# Attic venting



## quigleybmd (Jul 16, 2006)

I have a 1950 single story ranch in NYS.  There is no basement and the heat/hot water pipes are in the attic.  Most of the attic is insulated in the floor joists, and most of the hot water pipes are insulated with foam collars. I did that myself.  But there is older fiberglass insulation in the rafters in the attic.  I just had the roof redone, and my roofer said that I should really get rid of the insulation in the rafters.  He said the roof wasn't getting any ventilation. There is (and was) a ridge vent, but with the insulation, presumably it isn't doing much.  There are long eaves, but no soffit vents either (I could easily put those in).  Should I remove the insulation from the rafters?  My concern is that the water pipes would have to be 100% insulated (right now they aren't - eg. where there are T-connections, where the pipes are close to an outside wall and are difficult to access in the attic, etc..).  I'm worried that the cold water pipes could freeze, and/or the hot water pipes could wind up causing more snow melt and more ice dams. etc..
I do have a 'whole house fan' in the attic which we use every day in the summer, and that does a good job of blowing out the hot air in the summer.
What's the right thing to do?   Thanks very much for any input.


----------



## glennjanie (Jul 17, 2006)

Hi Quigley and Welcome to the forum:
The only reason you should need insulation in your rafters is if you are using the attic for living space. That insulation should be taken down and put between the ceiling joists; as much as 12" at the joist level is very beneficial. Take extra care to put that much on the pipes up there so that they will always be the same temperature as the living space below. Once the insulation is down on your ceiling I would sure be a big help for your shingles to have soffit vents to feed air to the ridge vent. It is best for the attic space to be near the outside temp and stop the rise of heat at the ceiling level. It will save you a lot on heat in the winter too.
Glenn


----------



## manhattan42 (Jul 17, 2006)

You would probably do better by removing the attic vents altogether and keeping the insulation in your rafters, then adding insulation to your gable end attic walls if any.
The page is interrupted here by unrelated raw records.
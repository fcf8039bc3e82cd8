// src/settings.rs

//! Everything a run needs, parsed and validated once.
//!
//! Built from the CLI (flags / env), the optional config file, and the three
//! CI contexts. After this point nothing reads the process environment.

use anyhow::{bail, Context, Result};
use std::path::PathBuf;
use std::time::Duration;

use crate::cli::Cli;
use crate::config::Config;
use crate::context::{GithubContext, RunnerContext, Secrets};
use crate::engine::WatchOptions;
use crate::layout::Layout;
use crate::util::parse_flag;

#[derive(Debug, Clone)]
pub struct Settings {
    pub notebook: PathBuf,
    pub params: Option<PathBuf>,
    pub report_mode: bool,
    pub poll: bool,
    pub keep_secrets: bool,
    pub config: Config,
    pub runner: RunnerContext,
    pub github: GithubContext,
    pub secrets: Secrets,
}

impl Settings {
    pub fn from_cli(cli: Cli) -> Result<Self> {
        if cli.notebook.as_os_str().is_empty() {
            bail!("Input `notebook` is required");
        }

        let report_mode = parse_flag(&cli.is_report).context("Invalid `isReport` input")?;
        let poll = parse_flag(&cli.poll).context("Invalid `poll` input")?;

        let runner = RunnerContext::parse(&cli.runner_context)?;
        let github = GithubContext::parse(&cli.github_context)?;
        let secrets = Secrets::parse(&cli.secrets)?;

        let mut config = Config::load_or_default(&cli.config)?;

        // CLI overrides
        if let Some(secs) = cli.poll_interval {
            config.watch.interval_secs = secs;
        }
        if let Some(n) = cli.tail_lines {
            config.watch.tail_lines = n;
        }
        if let Some(engine) = cli.engine {
            config.execution.engine = engine;
        }
        if let Some(python) = cli.python {
            config.runtime.python = python;
        }
        if cli.skip_install {
            config.install.enabled = false;
        }
        config.validate()?;

        Ok(Self {
            notebook: cli.notebook,
            params: cli.params,
            report_mode,
            poll,
            keep_secrets: cli.keep_secrets,
            config,
            runner,
            github,
            secrets,
        })
    }

    pub fn layout(&self) -> Layout {
        Layout::new(&self.runner, &self.github)
    }

    pub fn watch_options(&self, layout: &Layout) -> WatchOptions {
        WatchOptions {
            enabled: self.poll,
            interval: Duration::from_secs(self.config.watch.interval_secs),
            tail_lines: self.config.watch.tail_lines,
            progress_log: layout.progress_log.clone(),
        }
    }
}
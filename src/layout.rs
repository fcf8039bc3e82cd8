// src/layout.rs

//! Filesystem layout derived from the runner and GitHub contexts.
//!
//! <temp>/nb-runner/<notebook name>        executed notebook (+ .html)
//! <temp>/nb-runner-scripts/               generated papermill parameters
//! <temp>/secrets.json                     dump of the secrets map
//! <workspace>/papermill-nb-runner.out     progress log polled by the watcher

use anyhow::{Context, Result};
use std::path::{Path, PathBuf};

use crate::context::{GithubContext, RunnerContext, Secrets};
use crate::util::ensure_dir;

pub const OUTPUT_DIR: &str = "nb-runner";
pub const SCRIPTS_DIR: &str = "nb-runner-scripts";
pub const PARAMETERS_FILE: &str = "nb-runner-params.yaml";
pub const SECRETS_FILE: &str = "secrets.json";
pub const PROGRESS_LOG: &str = "papermill-nb-runner.out";

#[derive(Debug, Clone, PartialEq, Eq)]
pub struct Layout {
    pub output_dir: PathBuf,
    pub scripts_dir: PathBuf,
    pub secrets_path: PathBuf,
    pub progress_log: PathBuf,
}

impl Layout {
    pub fn new(runner: &RunnerContext, github: &GithubContext) -> Self {
        Self {
            output_dir: runner.temp.join(OUTPUT_DIR),
            scripts_dir: runner.temp.join(SCRIPTS_DIR),
            secrets_path: runner.temp.join(SECRETS_FILE),
            progress_log: github.workspace().join(PROGRESS_LOG),
        }
    }

    /// Create the output and scripts directories.
    pub fn prepare(&self) -> Result<()> {
        ensure_dir(&self.output_dir)?;
        ensure_dir(&self.scripts_dir)?;
        Ok(())
    }

    /// Where the executed copy of `notebook` is written.
    pub fn output_notebook(&self, notebook: &Path) -> Result<PathBuf> {
        let name = notebook
            .file_name()
            .with_context(|| format!("Notebook path has no file name: {:?}", notebook))?;
        Ok(self.output_dir.join(name))
    }

    pub fn parameters_file(&self) -> PathBuf {
        self.scripts_dir.join(PARAMETERS_FILE)
    }

    /// Dump the secrets map so the notebook can read it via `secretsPath`.
    ///
    /// The file is owner-only on Unix; the caller removes it after the run.
    pub fn write_secrets(&self, secrets: &Secrets) -> Result<()> {
        let bytes = secrets.to_json()?;
        write_private(&self.secrets_path, &bytes)
            .with_context(|| format!("Failed to write secrets file {:?}", self.secrets_path))
    }

    pub fn remove_secrets(&self) -> Result<()> {
        match std::fs::remove_file(&self.secrets_path) {
            Ok(()) => Ok(()),
            Err(e) if e.kind() == std::io::ErrorKind::NotFound => Ok(()),
            Err(e) => Err(e)
                .with_context(|| format!("Failed to remove secrets file {:?}", self.secrets_path)),
        }
    }
}

#[cfg(unix)]
fn write_private(path: &Path, bytes: &[u8]) -> std::io::Result<()> {
    use std::io::Write;
    use std::os::unix::fs::OpenOptionsExt;

    let mut file = std::fs::OpenOptions::new()
        .write(true)
        .create(true)
        .truncate(true)
        .mode(0o600)
        .open(path)?;
    file.write_all(bytes)
}

#[cfg(not(unix))]
fn write_private(path: &Path, bytes: &[u8]) -> std::io::Result<()> {
    std::fs::write(path, bytes)
}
Otherwise you will be hard pressed to keep your pipes from freezing in the ventilated attic space in New York winters no matter how much insulation you place up there.

You would need to cover the pipes with at least and R-49 for New York winters.

Better to keep the attic a conditioned space in this case in my opinion.


----------



## Square Eye (Jul 17, 2006)

That is an interesting point Manhattan. Kentucky has higher temperatures for longer periods than in New York. Attic venting is highly regarded here because of the heat and humidity. My experience would have prompted me to insulate the ceiling and ventilate. 

Many of the questions here have geological significance. Climate differences are just a _part_ of what makes it hard to give a blanket response to a question like this.

I wonder if CraigFL, down there in Florida would have a different idea?


----------



## manhattan42 (Jul 17, 2006)

It can actually be done either way: by insulating the rafters or by insulting the attic floor. 

The original poster's setup is both wrong and counterproductive for New York state, since the rafters are insulated yet the space is ventilated. That's sort of like installing high efficiency replacement windows to save energy, then leaving them open all winter.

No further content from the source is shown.